A specific objective of the general and basic baccalaureate programs of the College of Nursing, Wayne State University, is the development of understanding and skills basic to self-direction and critical thinking. If we expect the professional nurse to assume a problem-solving approach to nursing situations and to initiate appropriate action, we must provide experiences vital to the development of these skills. Traditionally, many educational programs in nursing have not been successful in providing experiences that enable the student to acquire problem-solving skills. A recent study by the Institute of Research and Services in Nursing Education at Columbia University supports this statement.2 This study gives evidence that the professional nurse respondents demonstrated a pronounced deficit in the application of problem-solving skills.

What is problem-solving? The term is often used loosely and holds varied meanings for different people. We believe it is a process in which one assesses a situation, recognizes that a problem exists, defines the problem, considers relevant and pertinent facts, weighs the consequences of several choices of action, makes a judgment, and proceeds to test it. Evaluation of the results follows, and the conclusion serves as a basis for future application. According to Mills and Dean, certain conditions are required in the teaching of problem-solving. These conditions are:

1. The problem to be solved is adapted to the maturity and experience of the students.

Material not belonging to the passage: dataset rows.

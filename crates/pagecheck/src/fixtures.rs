//! Bug-fixture catalog.
//!
//! Families of deliberately broken HTML snippets. [`compose`] joins one
//! variant per requested family into a page the engine can be pointed at;
//! each family documents which category of test it should trip.

use crate::report::Category;
use serde::Serialize;

/// A family of snippets sharing one defect
#[derive(Debug, Clone, Copy, PartialEq, Eq, Serialize)]
pub struct BugFamily {
    /// Lookup key, e.g. "broken_link"
    pub key: &'static str,
    /// Category whose tests should flag it; `None` for page-level defects
    pub category: Option<Category>,
    /// One-line description
    pub description: &'static str,
    /// Snippet variants
    pub variants: &'static [&'static str],
}

impl BugFamily {
    /// Variant at `index` modulo the family size
    #[must_use]
    pub fn variant(&self, index: usize) -> &'static str {
        self.variants[index % self.variants.len()]
    }
}

const DROPDOWN_FORM: &str = r#"<form id="Buggy Form">
    <label>Choose a car:</label>
    <select id="cars" name="">
        <option value="volvo">Volvo</option>
        <option value="saab">Saab</option>
        <option value="fiat" disabled>Fiat</option>
        <option value="audi">Audi</option>
    </select>
</form>"#;

const INPUTS_BUTTONS_FORM: &str = r#"<form id="buggyForm">
    <label for="name">Name:</label>
    <input type="text" id="name" name="name"><br><br>
    <label for="email">Email:</label>
    <input type="email" id="email" name="email">
    <button type="button" onclick="checkEmail()">Check Email</button><br><br>
    <label for="password">Password:</label>
    <input type="password" id="password" name="password"><br><br>
    <label for="confirm_password">Confirm Password:</label>
    <input type="password" id="confirm_password">
    <button type="button" onclick="checkPasswords()">Check Passwords</button><br><br>
</form>"#;

const COMBINED_FORM: &str = r#"<form id="buggyForm">
    <label for="name">Name:</label>
    <input type="text" id="name" name="name"><br><br>
    <label for="email">Email:</label>
    <input type="email" id="email" name="email">
    <button type="button" onclick="checkEmail()">Check Email</button><br><br>
    <label for="password">Password:</label>
    <input type="password" id="password" name="password"><br><br>
    <label for="confirm_password">Confirm Password:</label>
    <input type="password" id="confirm_password">
    <button type="button" onclick="checkPasswords()">Check Passwords</button><br><br>
    <label for="dropdown">Choose an option:</label>
    <select id="dropdown" name="dropdown">
        <option value="">Please select</option>
        <option>Option1</option>
        <option value="option2">Option 2</option>
    </select>
    <button type="button" onclick="checkDropdown()">Check Dropdown</button><br><br>
    <label>Choose a car:</label>
    <select id="cars" name="">
        <option value="volvo">Volvo</option>
        <option value="saab">Saab</option>
        <option value="fiat" disabled>Fiat</option>
        <option value="audi">Audi</option>
    </select>
    <button type="button" onclick="checkCarSelection()">Check Car</button><br><br>
    <label for="subscribe">Subscribe to newsletter:</label>
    <input type="checkbox" id="subscribe" name="subscribe"><br><br>
    <input type="submit" value="Submit">
</form>"#;

const NON_FUNCTIONAL_TABS: &str = r##"<ul>
    <li><a href="#">Home</a></li>
    <li><a href="#">Contact</a></li>
    <li><a href="#">About Us</a></li>
</ul>"##;

/// Every family, in listing order
pub static CATALOG: &[BugFamily] = &[
    BugFamily {
        key: "broken_link",
        category: Some(Category::Links),
        description: "Link to a resource that does not exist",
        variants: &[
            r#"<a href="nonexistent.html">Broken Link</a>"#,
            r#"<a href="404.html">Another Broken Link</a>"#,
        ],
    },
    BugFamily {
        key: "non_visible_link",
        category: Some(Category::Links),
        description: "Link hidden with CSS",
        variants: &[
            r#"<a href="https://n12.com" style="display:none;">Invisible Link</a>"#,
            r#"<a href="https://n12.com" style="visibility:hidden;">Another Invisible Link</a>"#,
        ],
    },
    BugFamily {
        key: "no_href_link",
        category: Some(Category::Links),
        description: "Anchor without a usable href",
        variants: &[r#"<a>Link Without Href</a>"#, r#"<a href="">Empty Href Link</a>"#],
    },
    BugFamily {
        key: "incorrect_anchor_link",
        category: Some(Category::Links),
        description: "In-page anchor whose target does not exist",
        variants: &[r##"<a href="#nonexistent_anchor">Broken Anchor</a>"##],
    },
    BugFamily {
        key: "javascript_link",
        category: Some(Category::Links),
        description: "javascript: pseudo-link with no destination",
        variants: &[r#"<a href="javascript:void(0);">JavaScript Link</a>"#],
    },
    BugFamily {
        key: "non_functional_tabs",
        category: Some(Category::Links),
        description: "Navigation tabs that all point at \"#\"",
        variants: &[NON_FUNCTIONAL_TABS],
    },
    BugFamily {
        key: "empty_button",
        category: Some(Category::Buttons),
        description: "Button with no text, title or value",
        variants: &[r#"<button></button>"#, r#"<input type="button">"#],
    },
    BugFamily {
        key: "hidden_button",
        category: Some(Category::Buttons),
        description: "Button hidden with CSS",
        variants: &[
            r#"<button style="display:none;">Hidden Button</button>"#,
            r#"<button style="visibility:hidden;">Invisible Button</button>"#,
        ],
    },
    BugFamily {
        key: "disabled_button",
        category: Some(Category::Buttons),
        description: "Button that cannot be interacted with",
        variants: &[
            r#"<button disabled>Disabled Button</button>"#,
            r#"<div role="button" aria-disabled="true">Fake Button</div>"#,
        ],
    },
    BugFamily {
        key: "submit_button_no_action",
        category: Some(Category::Forms),
        description: "Form whose only button does not submit",
        variants: &[
            r#"<form><button type="button">Submit</button></form>"#,
            r#"<form><input type="button" value="Submit"></form>"#,
        ],
    },
    BugFamily {
        key: "dropdown_selection",
        category: Some(Category::Forms),
        description: "Unnamed select with a disabled option",
        variants: &[DROPDOWN_FORM],
    },
    BugFamily {
        key: "inputs_buttons",
        category: Some(Category::Forms),
        description: "Form with an unnamed field and no submit control",
        variants: &[INPUTS_BUTTONS_FORM],
    },
    BugFamily {
        key: "combined_form",
        category: Some(Category::Forms),
        description: "Form combining naming, option and select defects",
        variants: &[COMBINED_FORM],
    },
    BugFamily {
        key: "missing_alt",
        category: None,
        description: "Image without alt text",
        variants: &[r#"<img src="image.jpg">"#, r#"<img src="photo.png">"#],
    },
    BugFamily {
        key: "missing_doctype",
        category: None,
        description: "Document without a DOCTYPE",
        variants: &[
            "<html><head><title>Test</title></head><body></body></html>",
            "<html><body><p>Content without DOCTYPE</p></body></html>",
        ],
    },
];

/// Look up a family by key
#[must_use]
pub fn family(key: &str) -> Option<&'static BugFamily> {
    CATALOG.iter().find(|f| f.key == key.trim())
}

/// A composed buggy page
#[derive(Debug, Clone, PartialEq, Eq, Serialize)]
pub struct Fixture {
    /// Joined snippets
    pub html: String,
    /// Families included, in request order
    pub bugs: Vec<String>,
    /// Requested keys with no family
    pub unknown: Vec<String>,
}

/// Join one variant of each known family, skipping unknown keys
pub fn compose<I, S>(keys: I, variant: usize) -> Fixture
where
    I: IntoIterator<Item = S>,
    S: AsRef<str>,
{
    let mut snippets = Vec::new();
    let mut bugs = Vec::new();
    let mut unknown = Vec::new();
    for key in keys {
        let key = key.as_ref();
        match family(key) {
            Some(found) => {
                snippets.push(found.variant(variant));
                bugs.push(found.key.to_string());
            }
            None => unknown.push(key.to_string()),
        }
    }
    Fixture {
        html: snippets.join("\n"),
        bugs,
        unknown,
    }
}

2. The students have had analogous previous experience and must possess related information needed for the solution or they must know how to proceed to get this information.

3. The students are interested in solving the problem.3

The students in the basic program at Wayne State University are introduced to the problem-solving process in their first clinical experience. Throughout each subsequent experience they are guided in the further development of skill in problem-solving. The following example illustrates one student's approach to a nursing situation.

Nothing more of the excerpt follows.